29369 - Food Crop Ecology and Productions

Academic Year 2017/2018

  • Docente: Luigi Filippo D'Antuono
  • Credits: 6
  • SSD: AGR/02
  • Language: Italian
  • Teaching Mode: Traditional lectures
  • Campus: Cesena
  • Corso: First cycle degree programme (L) in Food Technology (cod. 8528)

Learning outcomes

At the end of the course the student will acquire the knowledge of food crops, in relation to productive and geographical factors, with special respect to quality and technological characters and their determining factors.

Course contents

a) Propedeutic part.  Principles of plant morphology and organography;: plant cells, tissues and organs. Principles of plant taxonomy.  Reproductive systems of the Angiosperms; fruit morphology. Physiological processes of crop plants, with special relation to the upscaling from cell to plant community level. Genetic factors: diversity, genetic structure and genotypes of crop plants. Atmospheric factors: radiation interception., assimilation, maintenance and growth respiration, phenology and development, assimilate partitioning, biomass yield. Soil factors: water and nutrient constraints, effects on quality. Biotic factors: interspecific and intraspecific competition: effects on quantitative and qualitative production. Other biotic factors. Crop protection: impact on food and environmental quality.

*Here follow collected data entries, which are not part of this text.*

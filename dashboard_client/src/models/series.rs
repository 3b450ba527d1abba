//! Canonical in-memory representation of a daily close series.
//!
//! The backend only serves closing values, one per calendar day, so this is
//! deliberately thinner than a full OHLCV bar.

use chrono::NaiveDate;
use indexmap::IndexMap;
use serde::{Deserialize, Serialize};

/// One observation: a calendar day and its closing value.
#[derive(Debug, Clone, Copy, PartialEq, Serialize, Deserialize)]
pub struct SeriesPoint {
    /// The calendar day this close belongs to.
    pub date: NaiveDate,
    /// Closing value for that day.
    pub close: f64,
}

/// The result of one series query: symbol -> points, ascending by date.
///
/// Iteration order follows the backend response; a symbol that was
/// requested but yielded no data is simply absent or maps to an empty
/// vector — partial results are valid.
pub type SeriesResult = IndexMap<String, Vec<SeriesPoint>>;
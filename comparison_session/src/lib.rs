//! The comparison-session state machine.
//!
//! A session owns the loaded symbol catalog, the user's insertion-ordered
//! comparison selection, and the provider/surface collaborators. UI layers
//! (the CLI here, anything else elsewhere) only call the explicit command
//! handlers on [`session::ComparisonSession`] and turn its errors into
//! user-facing alerts, so the state machine stays independently testable.

pub mod errors;
pub mod session;
pub mod trace;

pub use errors::SessionError;
pub use session::{ComparisonSession, DateRange};
//! Builds chart traces from a series response and the current selection.

use dashboard_client::models::{
    category::Category,
    series::SeriesResult,
    trace::{ChartTrace, ChartLayout},
};
use tracing::warn;

/// Re-export of the fixed dual-axis layout; the session hands this to the
/// surface together with the traces.
pub fn comparison_layout() -> ChartLayout {
    ChartLayout::comparison()
}

/// Constructs one trace per selected symbol that actually has data.
///
/// Symbols absent from the response, or present with an empty series, are
/// skipped with a warning — partial results are fine and never fail the
/// whole comparison. Iteration order (and therefore legend order) follows
/// the selection's insertion order.
pub fn build_traces<'a, I>(selection: I, result: &SeriesResult) -> Vec<ChartTrace>
where
    I: IntoIterator<Item = (&'a str, Category)>,
{
    let mut traces = Vec::new();

    for (symbol, category) in selection {
        let Some(points) = result.get(symbol).filter(|p| !p.is_empty()) else {
            warn!(%symbol, "no data found for symbol");
            continue;
        };

        let name = format!("{symbol} {}", category.unit_annotation());
        let x = points.iter().map(|p| p.date).collect();
        let y = points.iter().map(|p| p.close).collect();

        traces.push(ChartTrace::lines(name, x, y, category.axis()));
    }

    traces
}
//! Client for the finance comparison dashboard backend.
//!
//! The backend serves a grouped symbol catalog (`/api/symbols`) and daily
//! close series for a set of symbols over a date range (`/api/series`).
//! This crate holds the canonical data models, the REST provider behind
//! the [`providers::SeriesProvider`] trait, and the chart-surface sinks
//! that receive the finished Plotly-compatible payloads.

pub mod config;
pub mod io;
pub mod models;
pub mod providers;
//! The grouped catalog of symbols offered by the backend.

use indexmap::IndexMap;
use serde::{Deserialize, Serialize};

use crate::models::category::Category;

/// All symbols the backend can serve, grouped by [`Category`].
///
/// Loaded once per session and read-only afterward. Symbol order within a
/// group is the backend's presentation order and is preserved.
#[derive(Debug, Clone, Default, PartialEq, Serialize, Deserialize)]
pub struct SymbolCatalog {
    groups: IndexMap<Category, Vec<String>>,
}

impl SymbolCatalog {
    pub fn new(groups: IndexMap<Category, Vec<String>>) -> Self {
        Self { groups }
    }

    /// True until a catalog has actually been loaded.
    pub fn is_empty(&self) -> bool {
        self.groups.values().all(Vec::is_empty)
    }

    /// The symbols available under a category, in backend order.
    pub fn symbols(&self, category: Category) -> Option<&[String]> {
        self.groups.get(&category).map(Vec::as_slice)
    }

    /// Best-effort membership check; the session does not enforce this.
    pub fn contains(&self, category: Category, symbol: &str) -> bool {
        self.symbols(category)
            .is_some_and(|syms| syms.iter().any(|s| s == symbol))
    }

    /// Iterates groups in backend order.
    pub fn iter(&self) -> impl Iterator<Item = (Category, &[String])> {
        self.groups.iter().map(|(c, v)| (*c, v.as_slice()))
    }
}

b) Professional part. Aspects of the biology, genetic, distribution, supply, quality and uses of the following temperate crops (at different detail levels): Cool season cereals: bread and durum wheat, barley, oats, minor cereals. Warm season cereals: corn, rice, other species. Sugar crops: sugarbeet. Oilseeds: soybeans, sunflower, rapeseed, other species.  Pulses: beans, peas, horsebeans, chickpea, lentil. Solanaceae: potato, tomato, peppers. Asteraceae: artichoke, chicories, lettuces. Alliaceae: onion, other species. Rosaceae: strawberry. Chenopodiaceae: spinach. Cucurbitaceae: industrial cucumber, other. Daucaceae: carrot, other. Condiment plants, spices, herbs. Species for the extraction of phytochemicals for the food industry.

Readings/Bibliography

The topics are dispersed in several textbooks. It is advised to use the . pdf trace of lectures. A list of reference texts will be supplied

Teaching methods

Traditional in classroom lectures. Laboratory  practical determinations on specific subjects. Guided visits at agro-food entreprises. 

Assessment methods

The examination is oral, and is generally based on three questions: one plant morphology and physiology, one on crop ecology and one on the professional part. The weight of the three on final mark will be approximately 20-20-50%; all part must anyway attain the  minimum mark. Different cases: further questions may be asked for particularly weak  (especially in the professional part) or brilliant situations (to obtain the cum laude mark). Overall duration usually  ranges from 20 to 50 minutes.
This module is part of an integreted course together with the Frutticoltura module. The final mark comes from the weigthed average (according to credit number) of the two module marks.

Teaching tools

Digital slide projector, PCs, laboratory equipments for practical.